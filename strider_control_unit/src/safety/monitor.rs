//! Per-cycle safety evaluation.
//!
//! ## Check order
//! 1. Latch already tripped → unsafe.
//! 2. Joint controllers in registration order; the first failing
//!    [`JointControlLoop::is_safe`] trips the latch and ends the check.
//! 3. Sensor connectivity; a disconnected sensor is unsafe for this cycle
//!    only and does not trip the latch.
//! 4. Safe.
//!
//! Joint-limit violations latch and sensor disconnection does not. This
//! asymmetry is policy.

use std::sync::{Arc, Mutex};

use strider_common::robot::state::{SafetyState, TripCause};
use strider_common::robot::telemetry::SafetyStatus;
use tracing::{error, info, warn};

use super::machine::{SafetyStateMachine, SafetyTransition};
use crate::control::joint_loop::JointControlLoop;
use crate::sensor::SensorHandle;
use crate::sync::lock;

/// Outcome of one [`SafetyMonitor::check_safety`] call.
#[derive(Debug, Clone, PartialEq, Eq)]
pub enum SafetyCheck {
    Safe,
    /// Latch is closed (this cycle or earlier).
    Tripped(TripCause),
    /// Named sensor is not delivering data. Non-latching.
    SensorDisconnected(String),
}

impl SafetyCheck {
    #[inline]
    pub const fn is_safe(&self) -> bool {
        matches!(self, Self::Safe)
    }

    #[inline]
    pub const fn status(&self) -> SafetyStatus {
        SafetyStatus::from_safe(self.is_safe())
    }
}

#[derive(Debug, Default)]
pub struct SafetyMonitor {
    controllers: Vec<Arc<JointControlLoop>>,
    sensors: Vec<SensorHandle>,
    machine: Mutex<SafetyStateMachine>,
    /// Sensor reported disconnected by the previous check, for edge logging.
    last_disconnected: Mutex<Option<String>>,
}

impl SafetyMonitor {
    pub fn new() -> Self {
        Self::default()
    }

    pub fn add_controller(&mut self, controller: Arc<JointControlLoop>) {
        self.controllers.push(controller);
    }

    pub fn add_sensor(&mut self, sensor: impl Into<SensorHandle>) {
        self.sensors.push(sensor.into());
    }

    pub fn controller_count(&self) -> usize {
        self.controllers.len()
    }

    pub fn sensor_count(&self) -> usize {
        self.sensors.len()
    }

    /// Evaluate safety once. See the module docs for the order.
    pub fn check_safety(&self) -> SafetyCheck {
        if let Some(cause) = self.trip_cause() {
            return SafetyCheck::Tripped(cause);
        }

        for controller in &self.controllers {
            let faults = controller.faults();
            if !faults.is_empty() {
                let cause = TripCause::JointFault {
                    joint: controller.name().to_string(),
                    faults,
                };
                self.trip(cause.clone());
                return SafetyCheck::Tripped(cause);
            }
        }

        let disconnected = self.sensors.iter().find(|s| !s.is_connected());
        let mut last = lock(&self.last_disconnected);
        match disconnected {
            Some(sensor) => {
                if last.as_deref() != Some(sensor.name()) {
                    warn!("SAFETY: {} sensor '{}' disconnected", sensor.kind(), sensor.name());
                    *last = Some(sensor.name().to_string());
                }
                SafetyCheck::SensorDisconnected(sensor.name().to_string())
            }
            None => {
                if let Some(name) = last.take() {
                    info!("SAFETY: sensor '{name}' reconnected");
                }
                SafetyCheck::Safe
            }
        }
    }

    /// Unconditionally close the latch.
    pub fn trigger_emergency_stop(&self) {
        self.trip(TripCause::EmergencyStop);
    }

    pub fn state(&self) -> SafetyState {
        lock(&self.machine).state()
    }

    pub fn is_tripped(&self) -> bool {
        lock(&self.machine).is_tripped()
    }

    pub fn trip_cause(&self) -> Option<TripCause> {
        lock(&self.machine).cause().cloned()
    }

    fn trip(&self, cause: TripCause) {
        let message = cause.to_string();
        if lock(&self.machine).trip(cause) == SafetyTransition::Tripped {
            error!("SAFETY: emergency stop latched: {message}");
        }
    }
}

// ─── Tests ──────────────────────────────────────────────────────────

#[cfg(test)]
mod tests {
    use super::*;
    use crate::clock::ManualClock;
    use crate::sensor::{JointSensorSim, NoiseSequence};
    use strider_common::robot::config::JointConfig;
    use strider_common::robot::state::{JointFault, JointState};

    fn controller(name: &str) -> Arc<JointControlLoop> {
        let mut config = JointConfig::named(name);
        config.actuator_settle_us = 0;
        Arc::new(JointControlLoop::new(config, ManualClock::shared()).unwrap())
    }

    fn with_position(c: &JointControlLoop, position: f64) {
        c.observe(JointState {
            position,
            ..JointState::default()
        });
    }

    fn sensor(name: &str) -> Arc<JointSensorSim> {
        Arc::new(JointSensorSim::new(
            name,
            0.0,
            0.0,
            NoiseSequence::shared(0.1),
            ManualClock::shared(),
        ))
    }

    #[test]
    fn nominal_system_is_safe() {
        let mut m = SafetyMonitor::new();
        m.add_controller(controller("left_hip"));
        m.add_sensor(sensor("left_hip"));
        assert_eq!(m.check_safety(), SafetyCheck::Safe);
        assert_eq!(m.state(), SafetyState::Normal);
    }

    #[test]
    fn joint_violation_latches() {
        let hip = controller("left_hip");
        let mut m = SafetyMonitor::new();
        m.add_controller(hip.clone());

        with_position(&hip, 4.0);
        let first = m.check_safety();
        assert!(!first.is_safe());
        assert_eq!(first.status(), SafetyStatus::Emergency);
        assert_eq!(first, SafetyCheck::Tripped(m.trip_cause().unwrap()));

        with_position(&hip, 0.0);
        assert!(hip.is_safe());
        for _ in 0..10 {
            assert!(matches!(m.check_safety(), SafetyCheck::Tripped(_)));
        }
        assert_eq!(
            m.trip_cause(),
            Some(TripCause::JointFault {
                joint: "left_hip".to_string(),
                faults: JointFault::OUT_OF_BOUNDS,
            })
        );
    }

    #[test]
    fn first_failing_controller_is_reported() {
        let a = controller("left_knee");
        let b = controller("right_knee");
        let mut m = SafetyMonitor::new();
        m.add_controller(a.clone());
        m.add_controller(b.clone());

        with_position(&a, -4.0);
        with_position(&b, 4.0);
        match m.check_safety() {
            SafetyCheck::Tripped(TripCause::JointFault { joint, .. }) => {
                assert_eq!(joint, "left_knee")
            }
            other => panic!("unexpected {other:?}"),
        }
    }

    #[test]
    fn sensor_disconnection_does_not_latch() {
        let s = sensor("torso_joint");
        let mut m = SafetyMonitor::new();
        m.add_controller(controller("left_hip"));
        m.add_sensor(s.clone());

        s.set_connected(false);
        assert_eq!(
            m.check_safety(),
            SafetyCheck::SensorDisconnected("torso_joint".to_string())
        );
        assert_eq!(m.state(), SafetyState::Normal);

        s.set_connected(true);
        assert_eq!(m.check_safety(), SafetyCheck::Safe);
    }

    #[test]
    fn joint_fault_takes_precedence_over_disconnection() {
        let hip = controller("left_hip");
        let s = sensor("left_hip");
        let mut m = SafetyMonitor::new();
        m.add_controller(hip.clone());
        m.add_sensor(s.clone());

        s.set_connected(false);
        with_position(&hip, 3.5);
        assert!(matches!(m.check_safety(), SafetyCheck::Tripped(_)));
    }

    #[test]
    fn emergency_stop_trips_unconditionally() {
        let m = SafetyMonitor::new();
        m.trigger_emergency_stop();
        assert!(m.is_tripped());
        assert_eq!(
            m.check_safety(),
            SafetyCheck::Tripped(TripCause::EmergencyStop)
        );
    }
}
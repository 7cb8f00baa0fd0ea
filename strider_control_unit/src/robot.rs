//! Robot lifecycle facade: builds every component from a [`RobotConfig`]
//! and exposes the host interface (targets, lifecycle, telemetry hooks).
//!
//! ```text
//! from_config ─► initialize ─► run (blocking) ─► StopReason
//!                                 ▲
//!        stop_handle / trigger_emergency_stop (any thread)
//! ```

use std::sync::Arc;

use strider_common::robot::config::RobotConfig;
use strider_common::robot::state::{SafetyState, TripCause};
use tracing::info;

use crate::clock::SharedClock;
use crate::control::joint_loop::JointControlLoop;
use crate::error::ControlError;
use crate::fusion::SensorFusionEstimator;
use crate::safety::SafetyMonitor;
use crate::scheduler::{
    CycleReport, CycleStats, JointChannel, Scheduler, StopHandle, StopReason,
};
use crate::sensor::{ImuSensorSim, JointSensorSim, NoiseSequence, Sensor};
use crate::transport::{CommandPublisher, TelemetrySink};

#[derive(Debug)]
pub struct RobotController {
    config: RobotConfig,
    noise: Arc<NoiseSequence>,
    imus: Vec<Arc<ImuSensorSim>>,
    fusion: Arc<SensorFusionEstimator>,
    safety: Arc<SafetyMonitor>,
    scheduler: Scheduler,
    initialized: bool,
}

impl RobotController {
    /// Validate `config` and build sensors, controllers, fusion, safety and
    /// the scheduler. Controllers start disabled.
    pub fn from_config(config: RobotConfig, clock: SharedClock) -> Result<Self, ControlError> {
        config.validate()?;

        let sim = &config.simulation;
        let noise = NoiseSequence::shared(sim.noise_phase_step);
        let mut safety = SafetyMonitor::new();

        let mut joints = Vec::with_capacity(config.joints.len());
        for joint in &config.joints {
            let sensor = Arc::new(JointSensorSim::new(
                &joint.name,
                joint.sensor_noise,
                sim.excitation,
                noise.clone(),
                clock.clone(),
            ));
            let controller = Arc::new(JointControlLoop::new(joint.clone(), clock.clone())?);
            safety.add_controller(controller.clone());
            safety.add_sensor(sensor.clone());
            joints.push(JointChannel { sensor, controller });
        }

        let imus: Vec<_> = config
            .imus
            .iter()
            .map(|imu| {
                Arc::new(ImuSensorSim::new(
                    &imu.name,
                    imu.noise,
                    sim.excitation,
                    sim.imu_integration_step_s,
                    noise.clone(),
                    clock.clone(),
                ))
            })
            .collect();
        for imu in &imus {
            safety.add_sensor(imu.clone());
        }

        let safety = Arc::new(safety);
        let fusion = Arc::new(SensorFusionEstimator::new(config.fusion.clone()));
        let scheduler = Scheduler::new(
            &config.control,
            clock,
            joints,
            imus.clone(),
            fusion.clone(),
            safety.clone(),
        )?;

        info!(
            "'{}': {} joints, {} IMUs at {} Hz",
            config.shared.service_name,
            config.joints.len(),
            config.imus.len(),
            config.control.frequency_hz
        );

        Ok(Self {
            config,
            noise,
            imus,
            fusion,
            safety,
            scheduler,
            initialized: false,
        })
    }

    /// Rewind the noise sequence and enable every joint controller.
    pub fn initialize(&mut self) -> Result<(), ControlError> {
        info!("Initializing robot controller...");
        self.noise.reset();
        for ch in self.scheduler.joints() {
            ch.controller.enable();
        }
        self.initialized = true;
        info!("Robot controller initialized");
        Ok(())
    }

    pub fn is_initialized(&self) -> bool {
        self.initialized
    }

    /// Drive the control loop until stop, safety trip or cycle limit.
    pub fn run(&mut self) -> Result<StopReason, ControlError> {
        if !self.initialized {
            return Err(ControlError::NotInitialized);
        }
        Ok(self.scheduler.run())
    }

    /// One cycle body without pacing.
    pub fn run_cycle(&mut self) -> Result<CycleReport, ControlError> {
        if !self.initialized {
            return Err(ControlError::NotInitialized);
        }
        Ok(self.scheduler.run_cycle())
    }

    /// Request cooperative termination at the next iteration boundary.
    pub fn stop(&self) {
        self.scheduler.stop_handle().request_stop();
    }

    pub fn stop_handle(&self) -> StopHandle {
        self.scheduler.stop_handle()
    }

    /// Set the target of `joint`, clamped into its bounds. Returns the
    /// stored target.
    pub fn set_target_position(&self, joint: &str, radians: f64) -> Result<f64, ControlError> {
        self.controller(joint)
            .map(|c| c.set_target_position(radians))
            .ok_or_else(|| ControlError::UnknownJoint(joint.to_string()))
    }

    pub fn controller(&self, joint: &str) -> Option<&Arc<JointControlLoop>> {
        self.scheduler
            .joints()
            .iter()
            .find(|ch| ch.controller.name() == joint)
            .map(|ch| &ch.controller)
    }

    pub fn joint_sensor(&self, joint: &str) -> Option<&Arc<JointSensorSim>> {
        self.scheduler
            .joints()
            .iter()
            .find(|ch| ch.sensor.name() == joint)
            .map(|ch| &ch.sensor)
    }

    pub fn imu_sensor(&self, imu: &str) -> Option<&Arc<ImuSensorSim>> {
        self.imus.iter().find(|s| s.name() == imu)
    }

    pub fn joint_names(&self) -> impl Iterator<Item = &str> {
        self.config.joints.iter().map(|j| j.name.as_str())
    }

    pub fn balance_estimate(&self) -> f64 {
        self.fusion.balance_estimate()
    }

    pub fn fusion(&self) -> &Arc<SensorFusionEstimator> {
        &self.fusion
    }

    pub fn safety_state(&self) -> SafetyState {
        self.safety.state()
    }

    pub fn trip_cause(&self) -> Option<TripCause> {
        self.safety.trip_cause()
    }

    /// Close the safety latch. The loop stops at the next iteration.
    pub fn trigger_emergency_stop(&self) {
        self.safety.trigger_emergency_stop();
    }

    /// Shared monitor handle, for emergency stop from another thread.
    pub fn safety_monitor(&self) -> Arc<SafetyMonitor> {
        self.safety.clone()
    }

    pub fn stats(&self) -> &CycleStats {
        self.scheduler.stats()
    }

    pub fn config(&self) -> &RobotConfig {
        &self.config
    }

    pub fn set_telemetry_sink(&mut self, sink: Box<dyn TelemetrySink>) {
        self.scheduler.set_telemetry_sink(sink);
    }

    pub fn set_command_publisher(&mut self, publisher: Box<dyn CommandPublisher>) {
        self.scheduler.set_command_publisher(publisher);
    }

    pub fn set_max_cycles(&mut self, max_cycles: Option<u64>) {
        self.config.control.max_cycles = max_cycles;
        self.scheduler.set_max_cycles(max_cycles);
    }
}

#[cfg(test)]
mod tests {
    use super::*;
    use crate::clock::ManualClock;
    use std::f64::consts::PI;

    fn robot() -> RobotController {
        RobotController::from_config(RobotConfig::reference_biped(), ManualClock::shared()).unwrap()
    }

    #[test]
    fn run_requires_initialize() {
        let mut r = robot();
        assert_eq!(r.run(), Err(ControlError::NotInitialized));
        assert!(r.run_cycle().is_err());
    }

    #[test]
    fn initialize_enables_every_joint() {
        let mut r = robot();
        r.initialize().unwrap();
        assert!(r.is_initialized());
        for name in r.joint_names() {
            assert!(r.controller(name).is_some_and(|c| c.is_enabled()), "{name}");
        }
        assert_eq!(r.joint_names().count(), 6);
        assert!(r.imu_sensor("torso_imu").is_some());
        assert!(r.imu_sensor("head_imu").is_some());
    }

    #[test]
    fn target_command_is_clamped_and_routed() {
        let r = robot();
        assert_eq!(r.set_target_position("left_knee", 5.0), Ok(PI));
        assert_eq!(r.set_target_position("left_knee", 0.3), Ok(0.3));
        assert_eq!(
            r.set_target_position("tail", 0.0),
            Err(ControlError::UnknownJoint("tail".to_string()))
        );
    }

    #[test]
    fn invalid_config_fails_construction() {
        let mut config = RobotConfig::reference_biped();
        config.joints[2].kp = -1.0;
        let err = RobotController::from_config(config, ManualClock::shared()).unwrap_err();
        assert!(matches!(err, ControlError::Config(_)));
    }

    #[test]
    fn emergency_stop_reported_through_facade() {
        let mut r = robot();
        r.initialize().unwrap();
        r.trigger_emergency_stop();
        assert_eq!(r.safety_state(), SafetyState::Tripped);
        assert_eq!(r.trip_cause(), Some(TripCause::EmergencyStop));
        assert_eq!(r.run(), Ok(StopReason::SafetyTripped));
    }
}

__EXERCISE OBJECTIVE__: Your answer should be the lines of the records that include the word "Result".

__TASK SOLUTION__:
    pub fn from_config(config: RobotConfig, clock: SharedClock) -> Result<Self, ControlError> {
    pub fn initialize(&mut self) -> Result<(), ControlError> {
    pub fn run(&mut self) -> Result<StopReason, ControlError> {
    pub fn run_cycle(&mut self) -> Result<CycleReport, ControlError> {
    pub fn set_target_position(&self, joint: &str, radians: f64) -> Result<f64, ControlError> {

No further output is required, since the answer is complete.